The great break-up of Big Tech is finally beginning - mpweiher
https://www.theguardian.com/commentisfree/2019/sep/09/the-great-break-up-of-big-tech-is-finally-beginning
======
sjg007
So is the idea that the break up would give content producers access to the
ads and or ad data? Presumably this would allow them to generate better ads
for a particular user? Would that allow you to have multiple ad data providers
(which may have access to Google and FB data) competing with each other? How
does the content discovery part of Google or FB work then and how are they
paid? The power of FB and Google I think is about what you do after you visit
a particular site. Also what about FB marketplace and other online classifieds
(e.g. craigslist)? That was where local newspapers made money.

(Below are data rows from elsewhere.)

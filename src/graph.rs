//! Symbol graph input: the JSON a compiler emits per module, and the files
//! it lives in.

use std::collections::BTreeMap;
use std::path::{Path, PathBuf};

use serde::{Deserialize, Serialize};
use walkdir::WalkDir;

use crate::error::Error;
use crate::symbol::{DocComment, SourceOrigin, Symbol};
use crate::types::{GenericConstraint, Selector, SourceLanguage, SymbolKind};

/// File name suffix of symbol graph files.
const SYMBOL_GRAPH_SUFFIX: &str = ".symbols.json";

/// One token of a declaration.
#[derive(Debug, Clone, Deserialize)]
pub struct DeclarationFragment {
    /// Source text of the token.
    pub spelling: String,
}

/// Documentation comment as the graph records it.
#[derive(Debug, Clone, Deserialize)]
pub struct GraphDocComment {
    /// One entry per comment line.
    #[serde(default)]
    pub lines: Vec<GraphDocLine>,
    /// Module the comment was written in.
    #[serde(default)]
    pub module: Option<String>,
}

/// One line of a documentation comment.
#[derive(Debug, Clone, Deserialize)]
pub struct GraphDocLine {
    /// Line text without the comment marker.
    pub text: String,
}

/// Symbol kind as the graph records it.
#[derive(Debug, Clone, Deserialize)]
#[serde(rename_all = "camelCase")]
pub struct GraphKind {
    /// Human-readable kind name.
    #[serde(default)]
    pub display_name: Option<String>,
    /// Kind identifier, possibly language-prefixed (`swift.enum.case`).
    pub identifier: String,
}

/// Module the graph was extracted from.
#[derive(Debug, Clone, Deserialize)]
pub struct GraphModule {
    /// Module name.
    pub name: String,
    /// Platform the module was built for.
    #[serde(default)]
    pub platform: Option<GraphPlatform>,
}

/// Symbol names.
#[derive(Debug, Clone, Deserialize)]
pub struct GraphNames {
    /// Display title.
    pub title: String,
}

/// Build platform.
#[derive(Debug, Clone, Deserialize)]
#[serde(rename_all = "camelCase")]
pub struct GraphPlatform {
    /// Operating system, when the graph names one.
    #[serde(default)]
    pub operating_system: Option<OperatingSystem>,
}

/// Directed, typed edge between two symbols.
#[derive(Debug, Clone, Deserialize)]
#[serde(rename_all = "camelCase")]
pub struct GraphRelationship {
    /// Edge kind.
    pub kind: RelationshipKind,
    /// Precise identifier of the source symbol.
    pub source: String,
    /// Original declaration of an inherited source.
    #[serde(default)]
    pub source_origin: Option<SourceOrigin>,
    /// Generic constraints under which the edge holds.
    #[serde(default)]
    pub swift_constraints: Vec<GenericConstraint>,
    /// Precise identifier of the target symbol.
    pub target: String,
    /// Display name of the target, for targets outside the graph.
    #[serde(default)]
    pub target_fallback: Option<String>,
}

/// One symbol entry.
#[derive(Debug, Clone, Deserialize)]
#[serde(rename_all = "camelCase")]
pub struct GraphSymbol {
    /// Declaration tokens.
    #[serde(default)]
    pub declaration_fragments: Vec<DeclarationFragment>,
    /// Documentation comment.
    #[serde(default)]
    pub doc_comment: Option<GraphDocComment>,
    /// Precise identifier and language.
    pub identifier: SymbolIdentifier,
    /// Kind.
    pub kind: GraphKind,
    /// Names.
    pub names: GraphNames,
    /// Path below the module, in this graph's language.
    pub path_components: Vec<String>,
}

impl GraphSymbol {
    /// Convert into a model symbol belonging to `module`.
    pub fn to_symbol(&self, module: &str) -> Symbol {
        let language = SourceLanguage::from_identifier(&self.identifier.interface_language);
        let declaration = if self.declaration_fragments.is_empty() {
            None
        } else {
            Some(self.declaration_fragments.iter().map(|f| return f.spelling.as_str()).collect::<String>())
        };
        let doc_comment = self.doc_comment.as_ref().map(|comment| {
            return DocComment {
                lines: comment.lines.iter().map(|line| return line.text.clone()).collect(),
                module: comment.module.clone(),
            };
        });

        let mut names = BTreeMap::new();
        names.insert(language.clone(), self.path_components.clone());

        return Symbol {
            declaration,
            default_implementations: BTreeMap::new(),
            doc_comment,
            is_required: false,
            kind: SymbolKind::from_identifier(&self.kind.identifier),
            language,
            module: module.to_string(),
            names,
            origin: None,
            precise_id: self.identifier.precise.clone(),
            relationships: BTreeMap::new(),
            swift_extension: None,
            title: self.names.title.clone(),
        };
    }
}

/// Operating system name.
#[derive(Debug, Clone, Deserialize)]
pub struct OperatingSystem {
    /// Name such as `macosx` or `ios`.
    pub name: String,
}

/// Relationship kinds. Kinds this crate doesn't act on deserialize to `Other`.
#[allow(clippy::arbitrary_source_item_ordering, reason = "serde requires the `other` variant last")]
#[derive(Debug, Clone, Copy, PartialEq, Eq, Hash, Serialize, Deserialize)]
#[serde(rename_all = "camelCase")]
pub enum RelationshipKind {
    /// The source conforms to the target protocol.
    ConformsTo,
    /// The source extended type is declared in the target extended module.
    DeclaredIn,
    /// The source provides a default implementation of the target requirement.
    DefaultImplementationOf,
    /// The source extension extends the target type.
    ExtensionTo,
    /// The source inherits from the target.
    InheritsFrom,
    /// The source is a member of the target.
    MemberOf,
    /// The source is an optional requirement of the target protocol.
    OptionalRequirementOf,
    /// The source overrides the target.
    Overrides,
    /// The source is a required member of the target protocol.
    RequirementOf,
    // `#[serde(other)]` has to be on the last variant.
    /// Any kind not listed here.
    #[serde(other)]
    Other,
}

/// A module's symbol graph.
#[derive(Debug, Clone, Deserialize)]
pub struct SymbolGraph {
    /// Module the symbols belong to.
    pub module: GraphModule,
    /// Typed edges between symbols.
    #[serde(default)]
    pub relationships: Vec<GraphRelationship>,
    /// Symbols declared by the module.
    #[serde(default)]
    pub symbols: Vec<GraphSymbol>,
}

impl SymbolGraph {
    /// Interface language of the graph, taken from its symbols. A graph
    /// without symbols is treated as Swift.
    pub fn language(&self) -> SourceLanguage {
        return self
            .symbols
            .first()
            .map_or(SourceLanguage::Swift, |symbol| {
                return SourceLanguage::from_identifier(&symbol.identifier.interface_language);
            });
    }

    /// Read and parse one symbol graph file.
    ///
    /// # Errors
    ///
    /// Returns `Error::FileNotFound` if the file doesn't exist,
    /// `Error::Io` for other read failures,
    /// or `Error::Json` if the content is not a symbol graph.
    pub fn load(path: &Path) -> Result<Self, Error> {
        let content = match std::fs::read_to_string(path) {
            Err(e) if e.kind() == std::io::ErrorKind::NotFound => {
                return Err(Error::FileNotFound { path: path.to_path_buf() });
            },
            Err(e) => return Err(Error::Io(e)),
            Ok(c) => c,
        };
        return Self::parse(&content);
    }

    /// Parse symbol graph JSON.
    ///
    /// # Errors
    ///
    /// Returns `Error::Json` if the content is not a symbol graph.
    pub fn parse(content: &str) -> Result<Self, Error> {
        return Ok(serde_json::from_str(content)?);
    }

    /// Selector the graph's relationships are stored under.
    pub fn selector(&self) -> Selector {
        let platform = self
            .module
            .platform
            .as_ref()
            .and_then(|p| return p.operating_system.as_ref())
            .map(|os| return os.name.clone());
        return Selector { interface_language: self.language(), platform };
    }
}

/// Precise identifier and language of a symbol.
#[derive(Debug, Clone, Deserialize)]
#[serde(rename_all = "camelCase")]
pub struct SymbolIdentifier {
    /// Language the graph was extracted for.
    pub interface_language: String,
    /// Stable identifier.
    pub precise: String,
}

/// Expand files and directories into the symbol graph files they name.
/// Directories are searched recursively for `*.symbols.json`; files are
/// taken as given. Results are sorted so loading order is stable.
///
/// # Errors
///
/// Returns `Error::FileNotFound` if a path doesn't exist,
/// or `Error::NoSymbolGraphs` if nothing was found.
pub fn discover(paths: &[PathBuf]) -> Result<Vec<PathBuf>, Error> {
    let mut found = Vec::new();

    for path in paths {
        if path.is_dir() {
            let mut in_dir: Vec<PathBuf> = WalkDir::new(path)
                .into_iter()
                .filter_map(Result::ok)
                .filter(|e| return e.file_type().is_file())
                .filter(|e| return e.file_name().to_string_lossy().ends_with(SYMBOL_GRAPH_SUFFIX))
                .map(|e| return e.path().to_path_buf())
                .collect();
            in_dir.sort();
            found.extend(in_dir);
        } else if path.exists() {
            found.push(path.clone());
        } else {
            return Err(Error::FileNotFound { path: path.clone() });
        }
    }

    if found.is_empty() {
        return Err(Error::NoSymbolGraphs { searched: paths.to_vec() });
    }
    return Ok(found);
}

/// Discover and load every symbol graph under `paths`.
///
/// # Errors
///
/// Returns errors from [`discover`] and [`SymbolGraph::load`].
pub fn load_all(paths: &[PathBuf]) -> Result<Vec<SymbolGraph>, Error> {
    let files = discover(paths)?;
    let mut graphs = Vec::with_capacity(files.len());
    for file in &files {
        tracing::debug!(path = %file.display(), "loading symbol graph");
        graphs.push(SymbolGraph::load(file)?);
    }
    return Ok(graphs);
}

#[cfg(test)]
mod tests {
    use super::{RelationshipKind, SymbolGraph, discover};
    use crate::error::Error;
    use crate::types::{ConstraintKind, SourceLanguage, SymbolKind};

    const GRAPH: &str = r#"{
        "metadata": { "formatVersion": { "major": 0, "minor": 6, "patch": 0 } },
        "module": { "name": "Kit", "platform": { "operatingSystem": { "name": "macosx" } } },
        "symbols": [{
            "identifier": { "precise": "s:3Kit4KindO4caseyA2CmF", "interfaceLanguage": "swift" },
            "kind": { "identifier": "swift.enum.case", "displayName": "Case" },
            "names": { "title": "Kind.case" },
            "pathComponents": ["Kind", "case"],
            "declarationFragments": [
                { "kind": "keyword", "spelling": "case" },
                { "kind": "text", "spelling": " " },
                { "kind": "identifier", "spelling": "case" }
            ],
            "docComment": { "module": "Kit", "lines": [{ "text": "A case." }] }
        }],
        "relationships": [
            { "source": "a", "target": "b", "kind": "conformsTo", "targetFallback": "Swift.Equatable",
              "swiftConstraints": [{ "kind": "sameType", "lhs": "Self", "rhs": "Int" }] },
            { "source": "a", "target": "b", "kind": "someFutureKind" }
        ]
    }"#;

    #[test]
    fn parses_symbols_and_relationships() {
        let graph = SymbolGraph::parse(GRAPH).unwrap();
        assert_eq!(graph.language(), SourceLanguage::Swift);
        assert_eq!(graph.selector().to_string(), "swift@macosx");

        let symbol = graph.symbols[0].to_symbol(&graph.module.name);
        assert_eq!(symbol.kind, SymbolKind::EnumCase);
        assert_eq!(symbol.declaration.as_deref(), Some("case case"));
        assert_eq!(symbol.path_components(), ["Kind".to_string(), "case".to_string()]);
        assert_eq!(symbol.doc_comment.unwrap().module.as_deref(), Some("Kit"));

        let conformance = &graph.relationships[0];
        assert_eq!(conformance.kind, RelationshipKind::ConformsTo);
        assert_eq!(conformance.target_fallback.as_deref(), Some("Swift.Equatable"));
        assert_eq!(conformance.swift_constraints[0].kind, ConstraintKind::SameType);
    }

    #[test]
    fn unknown_relationship_kinds_are_tolerated() {
        let graph = SymbolGraph::parse(GRAPH).unwrap();
        assert_eq!(graph.relationships[1].kind, RelationshipKind::Other);
    }

    #[test]
    fn discover_finds_graphs_recursively() {
        let dir = tempfile::tempdir().unwrap();
        std::fs::create_dir(dir.path().join("nested")).unwrap();
        std::fs::write(dir.path().join("Kit.symbols.json"), GRAPH).unwrap();
        std::fs::write(dir.path().join("nested/Kit@Swift.symbols.json"), GRAPH).unwrap();
        std::fs::write(dir.path().join("notes.json"), "{}").unwrap();

        let found = discover(&[dir.path().to_path_buf()]).unwrap();
        assert_eq!(found.len(), 2);
    }

    #[test]
    fn discover_reports_missing_and_empty_inputs() {
        let dir = tempfile::tempdir().unwrap();
        assert!(matches!(discover(&[dir.path().to_path_buf()]), Err(Error::NoSymbolGraphs { .. })));
        assert!(matches!(discover(&[dir.path().join("missing.symbols.json")]), Err(Error::FileNotFound { .. })));
    }
}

For local papers, I could see some kind of cooperative develop, maybe where
web resources are pooled, and hyper local ad data generated.

------
webninja
The Guardian has an axe to grind with Google and Facebook for taking over
their market share of ad revenue.

------
humble_engineer
I've seen a lot of people point to the fact that when the oil companies broke
up many of these people just got richer because they invested in each one of
the child companies. I don't think the purpose of the antitrust actions is to
stop people from getting rich, the point is to break up the monopoly. In this
regard, splitting up the companies does actually distribute the power, albeit
it can make the original owners much more wealthy. The point is the
concentration of power, not necessarily the concentration of wealth which
people often let their own insecurities befuddle.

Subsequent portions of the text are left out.